* _Assigned task_:
Work out how many lines in the material below hold the word "userId". Write only the number.

* _Information supplied_:

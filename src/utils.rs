// src/utils.rs
use anyhow::Result;

/// Validate that a required request field is present and non-blank
pub fn require_field<'a>(value: &'a str, name: &str) -> Result<&'a str> {
    let trimmed = value.trim();
    if trimmed.is_empty() {
        anyhow::bail!("Missing required field: {}", name);
    }
    Ok(trimmed)
}

/// Trim an optional free-text field, mapping blank to None
pub fn non_blank(value: Option<&str>) -> Option<String> {
    value
        .map(str::trim)
        .filter(|s| !s.is_empty())
        .map(str::to_string)
}

/// Display name for a contact, used in duplicate checks and CSV export
pub fn full_name(first_name: &str, last_name: Option<&str>) -> String {
    match last_name.map(str::trim).filter(|s| !s.is_empty()) {
        Some(last) => format!("{} {}", first_name.trim(), last),
        None => first_name.trim().to_string(),
    }
}

#[cfg(test)]
mod tests {
    use super::*;

    #[test]
    fn test_require_field() {
        assert_eq!(require_field("abc", "userId").unwrap(), "abc");
        assert_eq!(require_field("  abc  ", "userId").unwrap(), "abc");
        assert!(require_field("", "userId").is_err());
        assert!(require_field("   ", "sessionId").is_err());
    }

    #[test]
    fn test_non_blank() {
        assert_eq!(non_blank(Some("Acme")), Some("Acme".to_string()));
        assert_eq!(non_blank(Some("  Acme  ")), Some("Acme".to_string()));
        assert_eq!(non_blank(Some("   ")), None);
        assert_eq!(non_blank(None), None);
    }

    #[test]
    fn test_full_name() {
        assert_eq!(full_name("Ada", Some("Lovelace")), "Ada Lovelace");
        assert_eq!(full_name("Ada", None), "Ada");
        assert_eq!(full_name("Ada", Some("  ")), "Ada");
    }
}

* _Solution to the exercise_:
3